Work required.
Some of the lines below need repeating. Reproduce exactly those between the lines holding "fn new(section: ClickHouseSection)" and "async fn insert_link_edge(&self, edge: &LinkEdge)", inclusive.

[Stored data entries]
====
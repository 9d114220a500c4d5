//! Raw HTTP/1.1 fetcher over non-blocking sockets.
//!
//! Each fetch is a cooperative task that resolves the host through the DNS
//! cache, connects, writes a minimal HTTP/1.1 request, and reads the
//! response, suspending at every connect/write/read (and TLS I/O) point.
//! Body framing follows chunked transfer encoding, then Content-Length,
//! then read-to-close. Transport failures are retried with linear backoff;
//! HTTP status codes are returned as successful fetches, whatever they are.

use std::collections::BTreeMap;
use std::sync::Arc;
use std::time::{Duration, Instant};
use thiserror::Error;
use tokio::io::{AsyncRead, AsyncReadExt, AsyncWrite, AsyncWriteExt};
use tokio::net::TcpStream;

use crate::dns_cache::DnsCache;
use crate::url_utils;

#[derive(Debug, Clone, Copy, PartialEq, Eq)]
pub enum HttpVersion {
    Http10,
    Http11,
    Http2,
    Unknown,
}

impl std::fmt::Display for HttpVersion {
    fn fmt(&self, f: &mut std::fmt::Formatter<'_>) -> std::fmt::Result {
        let text = match self {
            HttpVersion::Http10 => "HTTP/1.0",
            HttpVersion::Http11 => "HTTP/1.1",
            HttpVersion::Http2 => "HTTP/2",
            HttpVersion::Unknown => "HTTP/?.?",
        };
        write!(f, "{}", text)
    }
}

fn parse_http_version(status_line: &str) -> HttpVersion {
    if status_line.starts_with("HTTP/1.0") {
        HttpVersion::Http10
    } else if status_line.starts_with("HTTP/1.1") {
        HttpVersion::Http11
    } else if status_line.starts_with("HTTP/2") {
        HttpVersion::Http2
    } else {
        HttpVersion::Unknown
    }
}

#[derive(Error, Debug)]
pub enum FetchError {
    #[error("unsupported URL: {0}")]
    UnsupportedUrl(String),
    #[error("DNS resolution failed: {0}")]
    Dns(String),
    #[error("connect failed: {0}")]
    Connect(String),
    #[error("TLS error: {0}")]
    Tls(String),
    #[error("socket error: {0}")]
    Socket(String),
    #[error("invalid HTTP response")]
    InvalidResponse,
    #[error("raw socket fetch timeout")]
    Timeout,
    #[error("redirect limit exceeded after {0} redirects")]
    TooManyRedirects(u32),
}

/// A completed HTTP exchange. Non-2xx statuses are still successful
/// fetches; only transport failures surface as `FetchError`.
#[derive(Debug, Clone)]
pub struct Response {
    pub status: u16,
    pub body: Vec<u8>,
    pub content_type: Option<String>,
    pub http_version: HttpVersion,
    pub final_url: String,
    pub redirects: u32,
    pub location: Option<String>,
}

impl Response {
    pub fn is_success(&self) -> bool {
        (200..300).contains(&self.status)
    }

    pub fn body_string(&self) -> String {
        String::from_utf8_lossy(&self.body).into_owned()
    }
}

#[derive(Debug, Clone)]
pub struct FetcherConfig {
    pub user_agent: String,
    pub timeout: Duration,
    pub max_retries: u32,
    pub retry_backoff: Duration,
    pub follow_redirects: bool,
    pub max_redirects: u32,
    pub verify_certificates: bool,
    pub headers: BTreeMap<String, String>,
}

impl Default for FetcherConfig {
    fn default() -> Self {
        Self {
            user_agent: "DatasetCrawler/1.0".to_string(),
            timeout: Duration::from_secs(30),
            max_retries: 2,
            retry_backoff: Duration::from_millis(200),
            follow_redirects: true,
            max_redirects: 5,
            verify_certificates: false,
            headers: BTreeMap::new(),
        }
    }
}

pub struct Fetcher {
    config: FetcherConfig,
    dns: Arc<DnsCache>,
}

impl Fetcher {
    pub fn new(config: FetcherConfig, dns: Arc<DnsCache>) -> Self {
        Self { config, dns }
    }

    pub fn config(&self) -> &FetcherConfig {
        &self.config
    }

    /// Fetch a URL, following redirects and retrying transport failures.
    /// The measured duration covers the whole attempt chain and is what
    /// politeness and metrics consume.
    pub async fn fetch(&self, url: &str) -> (Result<Response, FetchError>, Duration) {
        let start = Instant::now();
        let result = self.fetch_with_retries(url).await;
        (result, start.elapsed())
    }

    async fn fetch_with_retries(&self, url: &str) -> Result<Response, FetchError> {
        let attempts = self.config.max_retries + 1;
        let mut last_error = FetchError::Timeout;

        for attempt in 0..attempts {
            if attempt > 0 {
                // Linear backoff: base, 2*base, 3*base, ...
                tokio::time::sleep(self.config.retry_backoff * attempt).await;
            }

            // The timeout bounds the whole attempt, redirect hops included.
            match tokio::time::timeout(self.config.timeout, self.fetch_chain(url)).await {
                Ok(Ok(response)) => return Ok(response),
                Ok(Err(error)) => last_error = error,
                Err(_) => last_error = FetchError::Timeout,
            }
        }

        Err(last_error)
    }

    /// Follow a redirect chain. Redirect hops share the caller's retry
    /// budget rather than getting their own.
    async fn fetch_chain(&self, url: &str) -> Result<Response, FetchError> {
        let mut current = url.to_string();
        let mut redirects: u32 = 0;

        loop {
            let mut response = self.fetch_inner(&current).await?;
            response.final_url = current.clone();
            response.redirects = redirects;

            let is_redirect = matches!(response.status, 301 | 302 | 303 | 307 | 308);
            if self.config.follow_redirects && is_redirect {
                if let Some(location) = response.location.clone() {
                    if redirects >= self.config.max_redirects {
                        return Err(FetchError::TooManyRedirects(redirects));
                    }
                    let next = url_utils::resolve(&current, &location)
                        .ok_or_else(|| FetchError::UnsupportedUrl(location.clone()))?;
                    tracing::warn!("\"{}\" has been redirected to \"{}\"", current, next);
                    current = next;
                    redirects += 1;
                    continue;
                }
            }

            return Ok(response);
        }
    }

    /// One request/response exchange against one origin.
    async fn fetch_inner(&self, url: &str) -> Result<Response, FetchError> {
        let parsed =
            url_utils::parse(url).ok_or_else(|| FetchError::UnsupportedUrl(url.to_string()))?;
        let host = parsed
            .host_str()
            .ok_or_else(|| FetchError::UnsupportedUrl(url.to_string()))?
            .to_string();
        let tls = parsed.scheme() == "https";
        let port = parsed.port().unwrap_or(if tls { 443 } else { 80 });

        let addr = self
            .dns
            .resolve(&host, port)
            .map_err(|e| FetchError::Dns(e.to_string()))?;

        let mut stream = TcpStream::connect(addr)
            .await
            .map_err(|e| FetchError::Connect(e.to_string()))?;

        let host_header = match parsed.port() {
            Some(explicit) => format!("{}:{}", host, explicit),
            None => host.clone(),
        };
        let request = self.build_request(&host_header, &url_utils::path_and_query(url));

        if tls {
            let connector = native_tls::TlsConnector::builder()
                .danger_accept_invalid_certs(!self.config.verify_certificates)
                .danger_accept_invalid_hostnames(!self.config.verify_certificates)
                .build()
                .map_err(|e| FetchError::Tls(e.to_string()))?;
            let connector = tokio_native_tls::TlsConnector::from(connector);
            let mut tls_stream = connector
                .connect(&host, stream)
                .await
                .map_err(|e| FetchError::Tls(e.to_string()))?;
            self.exchange(&mut tls_stream, &request).await
        } else {
            self.exchange(&mut stream, &request).await
        }
    }

    fn build_request(&self, host_header: &str, path: &str) -> Vec<u8> {
        let mut request = String::new();
        request.push_str(&format!("GET {} HTTP/1.1\r\n", path));
        request.push_str(&format!("Host: {}\r\n", host_header));
        request.push_str("Connection: keep-alive\r\n");
        request.push_str(&format!("User-Agent: {}\r\n", self.config.user_agent));
        for (key, value) in &self.config.headers {
            request.push_str(&format!("{}: {}\r\n", key, value));
        }
        request.push_str("\r\n");
        request.into_bytes()
    }

    /// Send the request and read the response off any byte stream
    /// (plaintext TCP or a TLS session).
    async fn exchange<S>(&self, stream: &mut S, request: &[u8]) -> Result<Response, FetchError>
    where
        S: AsyncRead + AsyncWrite + Unpin,
    {
        stream
            .write_all(request)
            .await
            .map_err(|e| FetchError::Socket(e.to_string()))?;

        // Accumulate until the header terminator shows up.
        let mut buffer: Vec<u8> = Vec::with_capacity(8192);
        let header_end = loop {
            if let Some(pos) = find_subsequence(&buffer, b"\r\n\r\n") {
                break pos;
            }
            let mut chunk = [0u8; 4096];
            let n = stream
                .read(&mut chunk)
                .await
                .map_err(|e| FetchError::Socket(e.to_string()))?;
            if n == 0 {
                return Err(FetchError::InvalidResponse);
            }
            buffer.extend_from_slice(&chunk[..n]);
        };

        let header_block = String::from_utf8_lossy(&buffer[..header_end]).into_owned();
        let mut lines = header_block.lines();
        let status_line = lines.next().ok_or(FetchError::InvalidResponse)?;

        let http_version = parse_http_version(status_line);
        let status = status_line
            .split_whitespace()
            .nth(1)
            .and_then(|code| code.parse::<u16>().ok())
            .ok_or(FetchError::InvalidResponse)?;

        let mut content_type = None;
        let mut content_length: Option<usize> = None;
        let mut chunked = false;
        let mut location = None;

        for line in lines {
            let (key, value) = match line.split_once(':') {
                Some((k, v)) => (k.trim().to_ascii_lowercase(), v.trim()),
                None => continue,
            };
            match key.as_str() {
                "content-type" => content_type = Some(value.to_string()),
                "content-length" => content_length = value.parse().ok(),
                "transfer-encoding" => {
                    chunked = value.to_ascii_lowercase().contains("chunked");
                }
                "location" => location = Some(value.to_string()),
                _ => {}
            }
        }

        let pending = buffer[header_end + 4..].to_vec();
        let body = if chunked {
            self.read_chunked(stream, pending).await?
        } else if let Some(length) = content_length {
            self.read_exact_length(stream, pending, length).await?
        } else {
            self.read_to_close(stream, pending).await?
        };

        Ok(Response {
            status,
            body,
            content_type,
            http_version,
            final_url: String::new(),
            redirects: 0,
            location,
        })
    }

    /// Decode hex-length chunks until the zero-length terminator. Trailer
    /// headers after the last chunk are ignored.
    async fn read_chunked<S>(
        &self,
        stream: &mut S,
        mut pending: Vec<u8>,
    ) -> Result<Vec<u8>, FetchError>
    where
        S: AsyncRead + Unpin,
    {
        let mut decoded = Vec::new();

        loop {
            let size_line = read_line(stream, &mut pending).await?;
            let size_text = size_line.split(';').next().unwrap_or("").trim();
            let size = usize::from_str_radix(size_text, 16)
                .map_err(|_| FetchError::InvalidResponse)?;
            if size == 0 {
                break;
            }

            while pending.len() < size + 2 {
                let mut chunk = [0u8; 4096];
                let n = stream
                    .read(&mut chunk)
                    .await
                    .map_err(|e| FetchError::Socket(e.to_string()))?;
                if n == 0 {
                    return Err(FetchError::InvalidResponse);
                }
                pending.extend_from_slice(&chunk[..n]);
            }

            decoded.extend_from_slice(&pending[..size]);
            // Drop the chunk data plus its trailing CRLF.
            pending.drain(..size + 2);
        }

        Ok(decoded)
    }

    async fn read_exact_length<S>(
        &self,
        stream: &mut S,
        mut body: Vec<u8>,
        length: usize,
    ) -> Result<Vec<u8>, FetchError>
    where
        S: AsyncRead + Unpin,
    {
        while body.len() < length {
            let mut chunk = [0u8; 4096];
            let n = stream
                .read(&mut chunk)
                .await
                .map_err(|e| FetchError::Socket(e.to_string()))?;
            if n == 0 {
                break;
            }
            body.extend_from_slice(&chunk[..n]);
        }
        body.truncate(length);
        Ok(body)
    }

    async fn read_to_close<S>(
        &self,
        stream: &mut S,
        mut body: Vec<u8>,
    ) -> Result<Vec<u8>, FetchError>
    where
        S: AsyncRead + Unpin,
    {
        loop {
            let mut chunk = [0u8; 4096];
            let n = stream
                .read(&mut chunk)
                .await
                .map_err(|e| FetchError::Socket(e.to_string()))?;
            if n == 0 {
                return Ok(body);
            }
            body.extend_from_slice(&chunk[..n]);
        }
    }
}

fn find_subsequence(haystack: &[u8], needle: &[u8]) -> Option<usize> {
    haystack
        .windows(needle.len())
        .position(|window| window == needle)
}

async fn read_line<S>(stream: &mut S, pending: &mut Vec<u8>) -> Result<String, FetchError>
where
    S: AsyncRead + Unpin,
{
    loop {
        if let Some(pos) = find_subsequence(pending, b"\r\n") {
            let line = String::from_utf8_lossy(&pending[..pos]).into_owned();
            pending.drain(..pos + 2);
            return Ok(line);
        }
        let mut chunk = [0u8; 4096];
        let n = stream
            .read(&mut chunk)
            .await
            .map_err(|e| FetchError::Socket(e.to_string()))?;
        if n == 0 {
            return Err(FetchError::InvalidResponse);
        }
        pending.extend_from_slice(&chunk[..n]);
    }
}
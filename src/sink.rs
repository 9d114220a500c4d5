//! Output sinks: batched dataset files plus an optional ClickHouse-style
//! metrics endpoint.
//!
//! The engine never writes files itself; it sends events through a channel
//! to a sink task that owns the dataset writer and the metrics client. Sink
//! failures are logged and never abort the crawl.

use percent_encoding::{utf8_percent_encode, NON_ALPHANUMERIC};
use serde_json::json;
use std::io::Write;
use std::path::PathBuf;
use thiserror::Error;
use tokio::sync::mpsc;

use crate::config::ClickHouseSection;
use crate::models::{DataRecord, FetchMetric, LinkEdge};

#[derive(Error, Debug)]
pub enum SinkError {
    #[error("sink I/O error: {0}")]
    Io(#[from] std::io::Error),
    #[error("sink serialization error: {0}")]
    Serialize(#[from] serde_json::Error),
    #[error("metrics endpoint error: {0}")]
    Http(#[from] reqwest::Error),
}

#[derive(Debug, Clone, Copy, PartialEq, Eq)]
pub enum OutputFormat {
    Json,
    Csv,
    Both,
}

impl OutputFormat {
    pub fn from_name(name: &str) -> Option<Self> {
        match name {
            "json" => Some(Self::Json),
            "csv" => Some(Self::Csv),
            "both" => Some(Self::Both),
            _ => None,
        }
    }

    fn wants_json(self) -> bool {
        matches!(self, Self::Json | Self::Both)
    }

    fn wants_csv(self) -> bool {
        matches!(self, Self::Csv | Self::Both)
    }
}

#[derive(Debug, Clone)]
pub struct SinkConfig {
    pub format: OutputFormat,
    pub output_dir: PathBuf,
    pub batch_size: usize,
    pub clickhouse: Option<ClickHouseSection>,
}

#[derive(Debug)]
pub enum SinkEvent {
    Record(DataRecord),
    Edge(LinkEdge),
    Metric(FetchMetric),
}

/// Cloneable handle the engine (and tests) write through.
#[derive(Debug, Clone)]
pub struct SinkHandle {
    tx: mpsc::UnboundedSender<SinkEvent>,
}

impl SinkHandle {
    pub fn record(&self, record: DataRecord) {
        let _ = self.tx.send(SinkEvent::Record(record));
    }

    pub fn edge(&self, edge: LinkEdge) {
        let _ = self.tx.send(SinkEvent::Edge(edge));
    }

    pub fn metric(&self, metric: FetchMetric) {
        let _ = self.tx.send(SinkEvent::Metric(metric));
    }
}

/// Start the sink task. Dropping every `SinkHandle` closes the channel;
/// awaiting the returned join handle then guarantees all batches are on
/// disk.
pub fn spawn_sink(
    config: SinkConfig,
) -> Result<(SinkHandle, tokio::task::JoinHandle<()>), SinkError> {
    std::fs::create_dir_all(&config.output_dir)?;

    let (tx, rx) = mpsc::unbounded_channel();
    let task = tokio::spawn(run_sink(config, rx));
    Ok((SinkHandle { tx }, task))
}

async fn run_sink(config: SinkConfig, mut rx: mpsc::UnboundedReceiver<SinkEvent>) {
    let mut writer = DatasetWriter::new(config.format, config.output_dir.clone(), config.batch_size);
    let clickhouse = config
        .clickhouse
        .filter(|section| section.enabled)
        .and_then(|section| match ClickHouseClient::new(section) {
            Ok(client) => Some(client),
            Err(error) => {
                tracing::warn!("ClickHouse client unavailable: {}", error);
                None
            }
        });

    while let Some(event) = rx.recv().await {
        match event {
            SinkEvent::Record(record) => {
                if let Err(error) = writer.push(record) {
                    tracing::error!("Failed to write dataset batch: {}", error);
                }
            }
            SinkEvent::Edge(edge) => {
                if let Some(client) = &clickhouse {
                    if let Err(error) = client.insert_link_edge(&edge).await {
                        tracing::warn!("ClickHouse: link edge insert failed: {}", error);
                    }
                }
            }
            SinkEvent::Metric(metric) => {
                if let Some(client) = &clickhouse {
                    if let Err(error) = client.insert_request_metric(&metric).await {
                        tracing::warn!("ClickHouse: metric insert failed: {}", error);
                    }
                }
            }
        }
    }

    if let Err(error) = writer.flush() {
        tracing::error!("Failed to flush final dataset batch: {}", error);
    }
}

/// Batched JSON/CSV dataset files: `dataset_0001.json`, `dataset_0001.csv`,
/// and so on, one pair per batch.
struct DatasetWriter {
    format: OutputFormat,
    output_dir: PathBuf,
    batch_size: usize,
    pending: Vec<DataRecord>,
    batch_index: u32,
    records_written: u64,
}

impl DatasetWriter {
    fn new(format: OutputFormat, output_dir: PathBuf, batch_size: usize) -> Self {
        Self {
            format,
            output_dir,
            batch_size: batch_size.max(1),
            pending: Vec::new(),
            batch_index: 0,
            records_written: 0,
        }
    }

    fn push(&mut self, record: DataRecord) -> Result<(), SinkError> {
        self.pending.push(record);
        if self.pending.len() >= self.batch_size {
            self.write_batch()?;
        }
        Ok(())
    }

    fn flush(&mut self) -> Result<(), SinkError> {
        if !self.pending.is_empty() {
            self.write_batch()?;
        }
        Ok(())
    }

    fn write_batch(&mut self) -> Result<(), SinkError> {
        self.batch_index += 1;
        let records = std::mem::take(&mut self.pending);

        if self.format.wants_json() {
            let path = self
                .output_dir
                .join(format!("dataset_{:04}.json", self.batch_index));
            self.write_json(&path, &records)?;
            tracing::info!("Wrote {} records to {}", records.len(), path.display());
        }
        if self.format.wants_csv() {
            let path = self
                .output_dir
                .join(format!("dataset_{:04}.csv", self.batch_index));
            self.write_csv(&path, &records)?;
            tracing::info!("Wrote {} records to {}", records.len(), path.display());
        }

        self.records_written += records.len() as u64;
        Ok(())
    }

    fn write_json(&self, path: &std::path::Path, records: &[DataRecord]) -> Result<(), SinkError> {
        let rows: Vec<serde_json::Value> = records
            .iter()
            .map(|record| {
                json!({
                    "url": record.url,
                    "title": record.title,
                    "content_length": record.length,
                    "timestamp": record.fetched_at,
                    "status_code": record.status,
                })
            })
            .collect();

        let mut file = std::fs::File::create(path)?;
        serde_json::to_writer_pretty(&mut file, &rows)?;
        file.write_all(b"\n")?;
        Ok(())
    }

    fn write_csv(&self, path: &std::path::Path, records: &[DataRecord]) -> Result<(), SinkError> {
        let mut file = std::fs::File::create(path)?;
        writeln!(file, "url,title,content_length,timestamp,status_code")?;
        for record in records {
            writeln!(
                file,
                "{},{},{},{},{}",
                csv_escape(&record.url),
                csv_escape(&record.title),
                record.length,
                csv_escape(&record.fetched_at),
                record.status,
            )?;
        }
        Ok(())
    }
}

fn csv_escape(value: &str) -> String {
    let mut escaped = String::with_capacity(value.len() + 2);
    escaped.push('"');
    for c in value.chars() {
        match c {
            '"' => escaped.push_str("\"\""),
            '\n' | '\r' => escaped.push(' '),
            other => escaped.push(other),
        }
    }
    escaped.push('"');
    escaped
}

/// Thin client for a ClickHouse-compatible HTTP interface: one POST per
/// row with the INSERT query in the URL query string.
struct ClickHouseClient {
    http: reqwest::Client,
    section: ClickHouseSection,
}

impl ClickHouseClient {
    fn new(section: ClickHouseSection) -> Result<Self, SinkError> {
        let http = reqwest::Client::builder()
            .timeout(std::time::Duration::from_secs(section.timeout_seconds))
            .build()?;
        Ok(Self { http, section })
    }

    async fn insert_request_metric(&self, metric: &FetchMetric) -> Result<(), SinkError> {
        let query = format!(
            "INSERT INTO {}.{} FORMAT JSONEachRow",
            self.section.database, self.section.metrics_table
        );
        let payload = serde_json::to_string(metric)?;
        self.perform_insert(&query, payload).await
    }

    async fn insert_link_edge(&self, edge: &LinkEdge) -> Result<(), SinkError> {
        let query = format!(
            "INSERT INTO {}.{} FORMAT JSONEachRow",
            self.section.database, self.section.link_graph_table
        );
        let payload = serde_json::to_string(edge)?;
        self.perform_insert(&query, payload).await
    }

    async fn perform_insert(&self, query: &str, mut payload: String) -> Result<(), SinkError> {
        payload.push('\n');

        let endpoint = self.section.endpoint.trim_end_matches('/');
        let url = format!(
            "{}/?query={}",
            endpoint,
            utf8_percent_encode(query, NON_ALPHANUMERIC)
        );

        let mut request = self.http.post(url).body(payload);
        if !self.section.user.is_empty() {
            request = request.basic_auth(&self.section.user, Some(&self.section.password));
        }

        let response = request.send().await?;
        if !response.status().is_success() {
            tracing::warn!("ClickHouse: insert returned {}", response.status());
        }
        Ok(())
    }
}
====
Solution below.
    fn new(section: ClickHouseSection) -> Result<Self, SinkError> {
        let http = reqwest::Client::builder()
            .timeout(std::time::Duration::from_secs(section.timeout_seconds))
            .build()?;
        Ok(Self { http, section })
    }

    async fn insert_request_metric(&self, metric: &FetchMetric) -> Result<(), SinkError> {
        let query = format!(
            "INSERT INTO {}.{} FORMAT JSONEachRow",
            self.section.database, self.section.metrics_table
        );
        let payload = serde_json::to_string(metric)?;
        self.perform_insert(&query, payload).await
    }

    async fn insert_link_edge(&self, edge: &LinkEdge) -> Result<(), SinkError> {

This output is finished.